Start of Block

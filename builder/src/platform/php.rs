//! PHP interpreter introspection via `php-config` and the interpreter itself.

use crate::error::{BuilderError, Result};
use crate::exec::{CommandExecutor, stdout_of};
use log::{info, warn};
use std::fmt;

/// Sentinel `php-config --php-binary` prints when it does not know the path.
const UNKNOWN_BINARY: &str = "NONE";

/// Interpreter used when `php-config` cannot name one.
pub const DEFAULT_PHP_BINARY: &str = "php";

/// Script printing `-debug` for debug builds of PHP.
const DEBUG_PROBE: &str = "echo PHP_DEBUG ? '-debug' : '';";

/// Script printing `-zts` for thread-safe builds of PHP.
const ZTS_PROBE: &str = "echo ZEND_THREAD_SAFE ? '-zts' : '';";

/// Filename fragment for debug builds.
pub const DEBUG_SUFFIX: &str = "-debug";

/// Filename fragment for thread-safe builds.
pub const ZTS_SUFFIX: &str = "-zts";

/// Locate the PHP interpreter the extension is being built for.
///
/// # Errors
///
/// Returns [`BuilderError::CommandFailed`] if `php-config --php-binary`
/// exits non-zero.
pub fn php_binary(executor: &dyn CommandExecutor) -> Result<String> {
    info!("Locating PHP binary...");
    let binary = stdout_of(executor, "php-config", &["--php-binary"])?;
    if binary == UNKNOWN_BINARY {
        warn!("php-config --php-binary returned NONE, falling back to '{DEFAULT_PHP_BINARY}' from PATH");
        return Ok(DEFAULT_PHP_BINARY.to_owned());
    }
    Ok(binary)
}

/// A PHP `major.minor` version, as used in package filenames.
#[derive(Debug, Clone, Copy, PartialEq, Eq, Hash)]
pub struct PhpVersion {
    major: u32,
    minor: u32,
}

impl PhpVersion {
    /// Create a version from its components.
    #[must_use]
    pub const fn new(major: u32, minor: u32) -> Self {
        Self { major, minor }
    }

    /// Keep the first two dot-separated components of a version string.
    ///
    /// # Errors
    ///
    /// Returns [`BuilderError::InvalidPhpVersion`] unless the string starts
    /// with two numeric components.
    ///
    /// # Examples
    ///
    /// ```
    /// use pie_ext_builder::platform::php::PhpVersion;
    ///
    /// let version = PhpVersion::parse("8.3.10-whatever").expect("valid");
    /// assert_eq!(version.to_string(), "8.3");
    /// ```
    pub fn parse(raw: &str) -> Result<Self> {
        let invalid = || BuilderError::InvalidPhpVersion {
            output: raw.to_owned(),
        };
        let mut parts = raw.trim().split('.');
        let major = parts.next().and_then(parse_component).ok_or_else(invalid)?;
        let minor = parts.next().and_then(parse_component).ok_or_else(invalid)?;
        Ok(Self { major, minor })
    }

    /// Ask `php-config` for the version being built against.
    ///
    /// # Errors
    ///
    /// Returns [`BuilderError::CommandFailed`] if `php-config` fails, or
    /// [`BuilderError::InvalidPhpVersion`] if its output is not a version.
    pub fn detect(executor: &dyn CommandExecutor) -> Result<Self> {
        info!("Detecting php version...");
        Self::parse(&stdout_of(executor, "php-config", &["--version"])?)
    }

    /// Major component.
    #[must_use]
    pub const fn major(self) -> u32 {
        self.major
    }

    /// Minor component.
    #[must_use]
    pub const fn minor(self) -> u32 {
        self.minor
    }
}

impl fmt::Display for PhpVersion {
    fn fmt(&self, f: &mut fmt::Formatter<'_>) -> fmt::Result {
        write!(f, "{}.{}", self.major, self.minor)
    }
}

fn parse_component(part: &str) -> Option<u32> {
    if part.is_empty() || !part.bytes().all(|b| b.is_ascii_digit()) {
        return None;
    }
    part.parse().ok()
}

/// Compile-time flags of the interpreter that change the extension ABI.
#[derive(Debug, Clone, Copy, Default, PartialEq, Eq, Hash)]
pub struct BuildFlags {
    /// PHP was built with `--enable-debug`.
    pub debug: bool,
    /// PHP was built with thread safety (ZTS).
    pub zts: bool,
}

impl BuildFlags {
    /// Probe the interpreter at `php_binary` for its debug and ZTS flags.
    ///
    /// # Errors
    ///
    /// Returns [`BuilderError::CommandFailed`] if the interpreter fails, or
    /// [`BuilderError::UnexpectedProbeOutput`] if a probe prints something
    /// other than its flag or nothing.
    pub fn detect(executor: &dyn CommandExecutor, php_binary: &str) -> Result<Self> {
        info!("Detecting Zend debug mode...");
        let debug = probe_flag(executor, php_binary, "debug", DEBUG_PROBE, DEBUG_SUFFIX)?;
        info!("Detecting Zend thread safety mode...");
        let zts = probe_flag(executor, php_binary, "zts", ZTS_PROBE, ZTS_SUFFIX)?;
        Ok(Self { debug, zts })
    }

    /// `-debug` for debug builds, empty otherwise.
    #[must_use]
    pub const fn debug_suffix(self) -> &'static str {
        if self.debug { DEBUG_SUFFIX } else { "" }
    }

    /// `-zts` for thread-safe builds, empty otherwise.
    #[must_use]
    pub const fn zts_suffix(self) -> &'static str {
        if self.zts { ZTS_SUFFIX } else { "" }
    }
}

fn probe_flag(
    executor: &dyn CommandExecutor,
    php_binary: &str,
    probe: &'static str,
    script: &str,
    flag: &str,
) -> Result<bool> {
    let output = stdout_of(executor, php_binary, &["-n", "-r", script])?;
    if output.is_empty() {
        Ok(false)
    } else if output == flag {
        Ok(true)
    } else {
        Err(BuilderError::UnexpectedProbeOutput { probe, output })
    }
}

#[cfg(test)]
mod tests {
    use super::*;
    use crate::test_utils::{ExpectedCall, StubExecutor, failure_output, stdout_output};
    use rstest::rstest;

    fn php_config(arg: &'static str, stdout: &str) -> ExpectedCall {
        ExpectedCall {
            cmd: "php-config",
            args: vec![arg],
            result: Ok(stdout_output(stdout)),
        }
    }

    fn probe(binary: &'static str, script: &'static str, stdout: &str) -> ExpectedCall {
        ExpectedCall {
            cmd: binary,
            args: vec!["-n", "-r", script],
            result: Ok(stdout_output(stdout)),
        }
    }

    #[rstest]
    #[case::suffixed("8.3.10-whatever\n", "8.3")]
    #[case::plain("7.4.0", "7.4")]
    #[case::two_parts("8.4", "8.4")]
    #[case::double_digit_minor("8.10.1", "8.10")]
    fn version_keeps_major_and_minor(#[case] raw: &str, #[case] expected: &str) {
        assert_eq!(PhpVersion::parse(raw).expect("valid").to_string(), expected);
    }

    #[rstest]
    #[case::empty("")]
    #[case::major_only("8")]
    #[case::non_numeric("eight.three")]
    #[case::suffix_on_minor("8.3-dev")]
    fn version_rejects_malformed(#[case] raw: &str) {
        let err = PhpVersion::parse(raw).expect_err("malformed");
        assert!(matches!(err, BuilderError::InvalidPhpVersion { .. }));
    }

    #[test]
    fn version_detect_reads_php_config() {
        let executor = StubExecutor::new(vec![php_config("--version", "8.3.10-whatever\n")]);

        let version = PhpVersion::detect(&executor).expect("detected");

        assert_eq!(version, PhpVersion::new(8, 3));
        executor.assert_finished();
    }

    #[test]
    fn php_binary_returns_reported_path() {
        let executor = StubExecutor::new(vec![php_config("--php-binary", "/usr/bin/php8.3\n")]);

        assert_eq!(php_binary(&executor).expect("found"), "/usr/bin/php8.3");
    }

    #[test]
    fn php_binary_falls_back_on_none_sentinel() {
        let executor = StubExecutor::new(vec![php_config("--php-binary", "NONE\n")]);

        assert_eq!(php_binary(&executor).expect("fallback"), DEFAULT_PHP_BINARY);
    }

    #[test]
    fn php_binary_propagates_php_config_failure() {
        let executor = StubExecutor::new(vec![ExpectedCall {
            cmd: "php-config",
            args: vec!["--php-binary"],
            result: Ok(failure_output("boom")),
        }]);

        let err = php_binary(&executor).expect_err("failure");
        assert!(matches!(err, BuilderError::CommandFailed { .. }));
    }

    #[rstest]
    #[case::release_nts("", "", BuildFlags { debug: false, zts: false })]
    #[case::debug_nts("-debug", "", BuildFlags { debug: true, zts: false })]
    #[case::release_zts("", "-zts\n", BuildFlags { debug: false, zts: true })]
    #[case::debug_zts("-debug", "-zts", BuildFlags { debug: true, zts: true })]
    fn build_flags_follow_probe_output(
        #[case] debug_out: &str,
        #[case] zts_out: &str,
        #[case] expected: BuildFlags,
    ) {
        let executor = StubExecutor::new(vec![
            probe("/usr/bin/php", DEBUG_PROBE, debug_out),
            probe("/usr/bin/php", ZTS_PROBE, zts_out),
        ]);

        let flags = BuildFlags::detect(&executor, "/usr/bin/php").expect("probed");

        assert_eq!(flags, expected);
        executor.assert_finished();
    }

    #[test]
    fn build_flags_reject_unexpected_output() {
        let executor = StubExecutor::new(vec![probe(
            "php",
            DEBUG_PROBE,
            "PHP Warning: something odd",
        )]);

        let err = BuildFlags::detect(&executor, "php").expect_err("unexpected output");

        assert!(matches!(
            err,
            BuilderError::UnexpectedProbeOutput { probe: "debug", .. }
        ));
    }

    #[test]
    fn suffixes_render_flags() {
        let flags = BuildFlags {
            debug: true,
            zts: true,
        };
        assert_eq!(flags.debug_suffix(), "-debug");
        assert_eq!(flags.zts_suffix(), "-zts");
        assert_eq!(BuildFlags::default().debug_suffix(), "");
        assert_eq!(BuildFlags::default().zts_suffix(), "");
    }
}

End of Block

* What you should do *
Transcribe the entries above word for word, from the first line through the line containing "pub const ZTS_SUFFIX: &str", and nothing else.

* Expected answer *
filename builder/src/platform/php.rs
//! PHP interpreter introspection via `php-config` and the interpreter itself.

use crate::error::{BuilderError, Result};
use crate::exec::{CommandExecutor, stdout_of};
use log::{info, warn};
use std::fmt;

/// Sentinel `php-config --php-binary` prints when it does not know the path.
const UNKNOWN_BINARY: &str = "NONE";

/// Interpreter used when `php-config` cannot name one.
pub const DEFAULT_PHP_BINARY: &str = "php";

/// Script printing `-debug` for debug builds of PHP.
const DEBUG_PROBE: &str = "echo PHP_DEBUG ? '-debug' : '';";

/// Script printing `-zts` for thread-safe builds of PHP.
const ZTS_PROBE: &str = "echo ZEND_THREAD_SAFE ? '-zts' : '';";

/// Filename fragment for debug builds.
pub const DEBUG_SUFFIX: &str = "-debug";

/// Filename fragment for thread-safe builds.
pub const ZTS_SUFFIX: &str = "-zts";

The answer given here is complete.